[Listed records]

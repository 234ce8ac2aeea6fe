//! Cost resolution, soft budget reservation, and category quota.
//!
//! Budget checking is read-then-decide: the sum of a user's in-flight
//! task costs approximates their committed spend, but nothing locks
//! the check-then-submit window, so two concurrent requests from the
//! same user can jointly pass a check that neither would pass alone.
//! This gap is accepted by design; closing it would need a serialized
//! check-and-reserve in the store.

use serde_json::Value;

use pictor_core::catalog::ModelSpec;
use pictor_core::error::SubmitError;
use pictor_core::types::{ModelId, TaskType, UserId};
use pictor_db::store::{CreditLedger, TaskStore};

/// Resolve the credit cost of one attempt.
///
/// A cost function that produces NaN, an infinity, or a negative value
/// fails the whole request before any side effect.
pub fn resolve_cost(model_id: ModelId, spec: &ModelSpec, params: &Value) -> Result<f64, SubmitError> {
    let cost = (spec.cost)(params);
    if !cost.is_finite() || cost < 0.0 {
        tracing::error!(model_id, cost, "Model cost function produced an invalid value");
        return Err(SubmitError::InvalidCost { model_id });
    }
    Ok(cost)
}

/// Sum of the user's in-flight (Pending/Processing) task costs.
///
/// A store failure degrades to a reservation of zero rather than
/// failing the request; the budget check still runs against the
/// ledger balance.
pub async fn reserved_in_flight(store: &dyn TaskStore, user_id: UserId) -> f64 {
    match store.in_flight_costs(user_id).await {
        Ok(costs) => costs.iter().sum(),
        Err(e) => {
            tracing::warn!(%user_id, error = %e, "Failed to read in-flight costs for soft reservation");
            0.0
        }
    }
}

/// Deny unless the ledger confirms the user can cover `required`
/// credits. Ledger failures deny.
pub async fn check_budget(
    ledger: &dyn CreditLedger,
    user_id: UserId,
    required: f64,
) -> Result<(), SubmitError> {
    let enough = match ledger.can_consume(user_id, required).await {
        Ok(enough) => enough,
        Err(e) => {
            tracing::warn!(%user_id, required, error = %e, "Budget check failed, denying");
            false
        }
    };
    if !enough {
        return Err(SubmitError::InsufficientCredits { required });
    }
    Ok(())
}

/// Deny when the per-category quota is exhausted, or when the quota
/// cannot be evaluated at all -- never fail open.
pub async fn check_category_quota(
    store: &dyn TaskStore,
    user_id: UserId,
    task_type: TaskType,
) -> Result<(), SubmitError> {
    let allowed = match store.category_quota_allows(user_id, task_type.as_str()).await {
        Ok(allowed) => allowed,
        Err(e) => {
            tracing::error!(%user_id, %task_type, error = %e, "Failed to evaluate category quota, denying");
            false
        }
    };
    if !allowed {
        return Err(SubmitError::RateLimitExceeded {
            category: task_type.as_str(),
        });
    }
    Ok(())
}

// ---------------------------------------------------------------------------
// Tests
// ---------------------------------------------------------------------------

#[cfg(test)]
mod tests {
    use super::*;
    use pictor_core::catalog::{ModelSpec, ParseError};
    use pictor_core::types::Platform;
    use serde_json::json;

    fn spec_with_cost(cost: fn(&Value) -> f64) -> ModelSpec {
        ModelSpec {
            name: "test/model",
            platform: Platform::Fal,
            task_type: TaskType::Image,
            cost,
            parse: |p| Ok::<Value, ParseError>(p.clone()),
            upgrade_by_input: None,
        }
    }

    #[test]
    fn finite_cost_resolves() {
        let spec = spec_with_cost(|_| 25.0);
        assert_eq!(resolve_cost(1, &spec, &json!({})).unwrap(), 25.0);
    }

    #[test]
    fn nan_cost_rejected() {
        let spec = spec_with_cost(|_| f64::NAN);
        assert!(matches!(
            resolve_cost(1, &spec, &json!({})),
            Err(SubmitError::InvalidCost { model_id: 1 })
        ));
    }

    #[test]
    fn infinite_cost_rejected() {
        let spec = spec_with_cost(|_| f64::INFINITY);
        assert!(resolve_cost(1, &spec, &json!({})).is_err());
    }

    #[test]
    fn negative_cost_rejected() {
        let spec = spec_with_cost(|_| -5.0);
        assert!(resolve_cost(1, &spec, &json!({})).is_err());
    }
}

[/Listed records]
[Listed records]

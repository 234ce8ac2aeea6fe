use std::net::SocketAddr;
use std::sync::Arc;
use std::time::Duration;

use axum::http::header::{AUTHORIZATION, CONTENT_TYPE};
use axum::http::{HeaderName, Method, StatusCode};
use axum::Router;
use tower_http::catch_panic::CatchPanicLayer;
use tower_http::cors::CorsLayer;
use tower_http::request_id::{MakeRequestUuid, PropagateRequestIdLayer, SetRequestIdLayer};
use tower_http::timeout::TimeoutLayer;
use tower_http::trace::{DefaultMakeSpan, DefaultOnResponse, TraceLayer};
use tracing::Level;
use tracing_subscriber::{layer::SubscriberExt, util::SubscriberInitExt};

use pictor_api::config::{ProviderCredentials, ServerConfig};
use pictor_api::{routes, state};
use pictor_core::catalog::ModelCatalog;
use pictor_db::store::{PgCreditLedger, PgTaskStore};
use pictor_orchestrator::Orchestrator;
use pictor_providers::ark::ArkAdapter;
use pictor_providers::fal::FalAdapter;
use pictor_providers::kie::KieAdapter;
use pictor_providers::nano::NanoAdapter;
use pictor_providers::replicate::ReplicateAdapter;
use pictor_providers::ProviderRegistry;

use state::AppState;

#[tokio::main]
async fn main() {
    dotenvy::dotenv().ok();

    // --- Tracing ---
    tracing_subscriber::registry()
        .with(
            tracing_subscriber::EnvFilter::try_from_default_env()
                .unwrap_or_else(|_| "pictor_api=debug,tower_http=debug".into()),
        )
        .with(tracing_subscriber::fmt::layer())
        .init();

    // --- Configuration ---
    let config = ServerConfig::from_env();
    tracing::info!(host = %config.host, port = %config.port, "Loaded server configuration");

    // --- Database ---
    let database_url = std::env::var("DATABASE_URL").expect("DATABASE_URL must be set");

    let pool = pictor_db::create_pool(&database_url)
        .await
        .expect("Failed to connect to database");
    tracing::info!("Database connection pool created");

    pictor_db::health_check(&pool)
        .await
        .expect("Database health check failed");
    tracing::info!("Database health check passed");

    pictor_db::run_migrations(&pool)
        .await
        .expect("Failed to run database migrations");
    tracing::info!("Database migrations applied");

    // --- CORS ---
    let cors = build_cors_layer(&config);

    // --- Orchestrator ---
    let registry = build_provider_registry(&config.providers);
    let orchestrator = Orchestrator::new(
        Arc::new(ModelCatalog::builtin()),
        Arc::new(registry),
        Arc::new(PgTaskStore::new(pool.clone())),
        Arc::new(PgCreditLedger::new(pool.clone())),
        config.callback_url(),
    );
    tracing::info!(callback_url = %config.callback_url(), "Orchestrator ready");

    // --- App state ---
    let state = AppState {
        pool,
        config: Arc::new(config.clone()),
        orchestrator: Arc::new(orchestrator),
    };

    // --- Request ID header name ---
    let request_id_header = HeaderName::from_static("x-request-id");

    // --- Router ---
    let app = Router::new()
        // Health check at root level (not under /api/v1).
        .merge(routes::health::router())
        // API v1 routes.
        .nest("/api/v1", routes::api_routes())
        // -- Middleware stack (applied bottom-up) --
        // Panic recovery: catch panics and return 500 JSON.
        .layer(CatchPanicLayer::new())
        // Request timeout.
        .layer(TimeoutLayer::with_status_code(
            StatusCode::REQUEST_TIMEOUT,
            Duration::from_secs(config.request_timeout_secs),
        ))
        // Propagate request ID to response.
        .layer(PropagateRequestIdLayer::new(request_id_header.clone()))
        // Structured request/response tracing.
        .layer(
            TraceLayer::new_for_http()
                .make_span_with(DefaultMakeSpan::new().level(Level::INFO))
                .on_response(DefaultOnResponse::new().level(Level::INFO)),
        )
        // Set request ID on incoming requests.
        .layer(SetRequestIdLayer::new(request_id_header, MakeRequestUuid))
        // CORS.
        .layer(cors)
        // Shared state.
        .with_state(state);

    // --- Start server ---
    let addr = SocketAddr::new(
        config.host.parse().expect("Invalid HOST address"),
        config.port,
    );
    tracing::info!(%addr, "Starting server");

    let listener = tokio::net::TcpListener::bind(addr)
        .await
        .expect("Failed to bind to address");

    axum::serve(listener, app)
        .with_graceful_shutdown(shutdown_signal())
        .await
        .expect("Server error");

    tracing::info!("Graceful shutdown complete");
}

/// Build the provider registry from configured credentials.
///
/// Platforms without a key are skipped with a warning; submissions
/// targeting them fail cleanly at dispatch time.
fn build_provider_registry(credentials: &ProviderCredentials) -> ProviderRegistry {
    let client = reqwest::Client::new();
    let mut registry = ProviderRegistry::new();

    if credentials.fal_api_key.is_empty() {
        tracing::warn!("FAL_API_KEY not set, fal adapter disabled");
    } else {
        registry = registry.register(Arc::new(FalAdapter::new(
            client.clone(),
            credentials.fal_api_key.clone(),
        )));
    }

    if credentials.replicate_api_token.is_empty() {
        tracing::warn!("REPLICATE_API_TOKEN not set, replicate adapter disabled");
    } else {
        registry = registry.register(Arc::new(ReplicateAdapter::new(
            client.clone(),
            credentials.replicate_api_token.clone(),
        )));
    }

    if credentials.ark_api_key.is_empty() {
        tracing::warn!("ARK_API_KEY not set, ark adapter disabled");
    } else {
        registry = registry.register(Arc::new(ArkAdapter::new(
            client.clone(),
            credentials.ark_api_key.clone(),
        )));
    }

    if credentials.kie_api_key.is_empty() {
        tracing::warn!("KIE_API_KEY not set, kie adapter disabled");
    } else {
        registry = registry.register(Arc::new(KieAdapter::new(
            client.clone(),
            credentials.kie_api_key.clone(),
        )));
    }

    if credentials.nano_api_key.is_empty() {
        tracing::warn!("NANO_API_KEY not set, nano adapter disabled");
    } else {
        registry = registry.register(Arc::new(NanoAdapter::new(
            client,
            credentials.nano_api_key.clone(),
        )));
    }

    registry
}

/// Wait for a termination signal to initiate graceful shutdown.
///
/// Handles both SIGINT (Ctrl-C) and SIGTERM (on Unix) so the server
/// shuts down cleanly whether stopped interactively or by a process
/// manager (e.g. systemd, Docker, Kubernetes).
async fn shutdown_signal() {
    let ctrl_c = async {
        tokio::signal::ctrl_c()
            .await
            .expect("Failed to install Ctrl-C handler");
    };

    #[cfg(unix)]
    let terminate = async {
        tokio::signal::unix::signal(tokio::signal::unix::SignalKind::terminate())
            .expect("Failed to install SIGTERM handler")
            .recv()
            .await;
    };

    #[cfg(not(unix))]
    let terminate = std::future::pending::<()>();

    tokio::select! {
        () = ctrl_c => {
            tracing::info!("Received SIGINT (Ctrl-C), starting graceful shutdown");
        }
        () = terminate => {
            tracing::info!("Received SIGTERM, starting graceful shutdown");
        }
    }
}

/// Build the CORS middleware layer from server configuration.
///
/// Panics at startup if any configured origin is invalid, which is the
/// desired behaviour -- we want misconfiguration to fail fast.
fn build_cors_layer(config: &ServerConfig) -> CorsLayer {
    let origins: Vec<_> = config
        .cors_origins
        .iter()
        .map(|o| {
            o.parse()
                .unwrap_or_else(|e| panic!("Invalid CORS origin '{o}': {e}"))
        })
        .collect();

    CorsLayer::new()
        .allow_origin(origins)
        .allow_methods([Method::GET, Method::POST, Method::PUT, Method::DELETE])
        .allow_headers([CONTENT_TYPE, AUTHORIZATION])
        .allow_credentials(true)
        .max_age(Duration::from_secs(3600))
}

[/Listed records]

What the task requires ::
Reproduce only the lines above, starting at the line with "pictor_db::health_check(&pool)" and ending at the line with "return 500 JSON.", exactly as written.

Reply ::
    pictor_db::health_check(&pool)
        .await
        .expect("Database health check failed");
    tracing::info!("Database health check passed");

    pictor_db::run_migrations(&pool)
        .await
        .expect("Failed to run database migrations");
    tracing::info!("Database migrations applied");

    // --- CORS ---
    let cors = build_cors_layer(&config);

    // --- Orchestrator ---
    let registry = build_provider_registry(&config.providers);
    let orchestrator = Orchestrator::new(
        Arc::new(ModelCatalog::builtin()),
        Arc::new(registry),
        Arc::new(PgTaskStore::new(pool.clone())),
        Arc::new(PgCreditLedger::new(pool.clone())),
        config.callback_url(),
    );
    tracing::info!(callback_url = %config.callback_url(), "Orchestrator ready");

    // --- App state ---
    let state = AppState {
        pool,
        config: Arc::new(config.clone()),
        orchestrator: Arc::new(orchestrator),
    };

    // --- Request ID header name ---
    let request_id_header = HeaderName::from_static("x-request-id");

    // --- Router ---
    let app = Router::new()
        // Health check at root level (not under /api/v1).
        .merge(routes::health::router())
        // API v1 routes.
        .nest("/api/v1", routes::api_routes())
        // -- Middleware stack (applied bottom-up) --
        // Panic recovery: catch panics and return 500 JSON.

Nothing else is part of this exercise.